---- EXTRACTED MATERIAL

//! Percentile lookup against the reference tables.
//!
//! For one subject the engine picks the (sex, BP type) table, the age group
//! for the rounded age, the nearest height band within it, fits a normal
//! distribution to that band's 50th/95th anchors, and reads the subject's
//! percentile off its CDF.

use pbp_model::{PercentileResult, ReferenceCell, Subject};
use pbp_standards::{ReferenceTable, ReferenceTableStore};
use tracing::debug;

use crate::classify::classify;
use crate::distribution::ReferenceDistribution;
use crate::error::{PercentileError, Result};

/// Stateless view over an immutable table store. Cheap to construct per
/// request; any number of engines may share one store.
#[derive(Debug, Clone, Copy)]
pub struct PercentileEngine<'a> {
    store: &'a ReferenceTableStore,
}

impl<'a> PercentileEngine<'a> {
    pub fn new(store: &'a ReferenceTableStore) -> Self {
        Self { store }
    }

    pub fn compute_percentile(&self, subject: &Subject) -> Result<PercentileResult> {
        let (cell, distribution) = self.resolve(subject)?;
        let percentile = distribution.percentile(subject.bp_value_mmhg);
        let z_score = distribution.z_score(subject.bp_value_mmhg);
        let status = classify(percentile);
        debug!(
            sex = %subject.sex,
            bp_type = %subject.bp_type,
            age_group = cell.age_years,
            band = %cell.band,
            status = %status,
            "percentile computed"
        );
        Ok(PercentileResult {
            bp_type: subject.bp_type,
            bp_value_mmhg: subject.bp_value_mmhg,
            percentile,
            z_score,
            status,
            cell,
        })
    }

    /// Reference cell the subject falls into, without evaluating the reading.
    pub fn resolve_cell(&self, subject: &Subject) -> Result<ReferenceCell> {
        self.resolve(subject).map(|(cell, _)| cell)
    }

    fn resolve(&self, subject: &Subject) -> Result<(ReferenceCell, ReferenceDistribution)> {
        subject.validate()?;
        let table = self.store.get_table(subject.sex, subject.bp_type)?;
        let age = group_age(subject.age_years, table)?;
        let group = table
            .age_group(age)
            .ok_or_else(|| out_of_range(subject.age_years, table))?;
        let band = group.nearest(subject.height_cm).ok_or_else(|| {
            PercentileError::integrity(table.source(), format!("age {age} has no height bands"))
        })?;
        let distribution = ReferenceDistribution::from_anchors(band.bp_50, band.bp_95).map_err(
            |message| {
                PercentileError::integrity(
                    table.source(),
                    format!("age {age} band '{}': {message}", band.label),
                )
            },
        )?;
        let cell = ReferenceCell {
            age_years: age,
            band: band.label.clone(),
            height_cm: band.height_cm,
            bp_50: band.bp_50,
            bp_95: band.bp_95,
            sigma: distribution.sigma(),
        };
        Ok((cell, distribution))
    }
}

/// Convenience wrapper for one-off lookups.
pub fn compute_percentile(
    store: &ReferenceTableStore,
    subject: &Subject,
) -> Result<PercentileResult> {
    PercentileEngine::new(store).compute_percentile(subject)
}

/// Age group key for a (possibly fractional) age. Rounds half to even, so
/// 12.5 selects 12 and 13.5 selects 14.
fn group_age(age_years: f64, table: &ReferenceTable) -> Result<u8> {
    let rounded = age_years.round_ties_even();
    if !(0.0..=f64::from(u8::MAX)).contains(&rounded) {
        return Err(out_of_range(age_years, table));
    }
    Ok(rounded as u8)
}

fn out_of_range(age_years: f64, table: &ReferenceTable) -> PercentileError {
    let supported = match table.age_range() {
        Some((min, max)) => format!("{min}-{max} years"),
        None => "no ages".to_string(),
    };
    PercentileError::OutOfRange {
        age_years,
        supported,
    }
}

#[cfg(test)]
mod tests {
    use pbp_model::{BpType, Sex};
    use pbp_standards::{AgeGroup, HeightBand};

    use super::*;

    fn store_with(bands: Vec<HeightBand>) -> ReferenceTableStore {
        let group = AgeGroup::new(7, bands).unwrap();
        let table = ReferenceTable::new(Sex::Male, BpType::Systolic, "unit", vec![group]).unwrap();
        ReferenceTableStore::from_tables(vec![table]).unwrap()
    }

    #[test]
    fn rounding_is_half_to_even() {
        let store = store_with(vec![HeightBand::new("a", 120.0, 100.0, 112.0)]);
        let table = store.get_table(Sex::Male, BpType::Systolic).unwrap();
        assert_eq!(group_age(6.5, table).unwrap(), 6);
        assert_eq!(group_age(7.5, table).unwrap(), 8);
        assert_eq!(group_age(7.49, table).unwrap(), 7);
        assert!(group_age(-0.6, table).is_err());
        assert_eq!(group_age(-0.4, table).unwrap(), 0);
    }

    #[test]
    fn degenerate_anchor_is_integrity_error() {
        let store = store_with(vec![HeightBand::new("flat", 120.0, 100.0, 100.0)]);
        let subject = Subject::new(Sex::Male, BpType::Systolic, 7.0, 121.0, 100.0).unwrap();
        let err = compute_percentile(&store, &subject).unwrap_err();
        assert!(matches!(err, PercentileError::DataIntegrity { .. }));
        assert!(err.to_string().contains("band 'flat'"));
    }

    #[test]
    fn out_of_range_names_supported_ages() {
        let store = store_with(vec![HeightBand::new("a", 120.0, 100.0, 112.0)]);
        let subject = Subject::new(Sex::Male, BpType::Systolic, 9.0, 121.0, 100.0).unwrap();
        let err = compute_percentile(&store, &subject).unwrap_err();
        assert_eq!(
            err.to_string(),
            "age 9 years is outside the supported range (7-7 years)"
        );
    }
}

--------

== WHAT NEEDS TO BE DONE ==
Show every line from the entries above in which the word "message" appears.

== RESULT BELOW ==
            |message| {
                    format!("age {age} band '{}': {message}", band.label),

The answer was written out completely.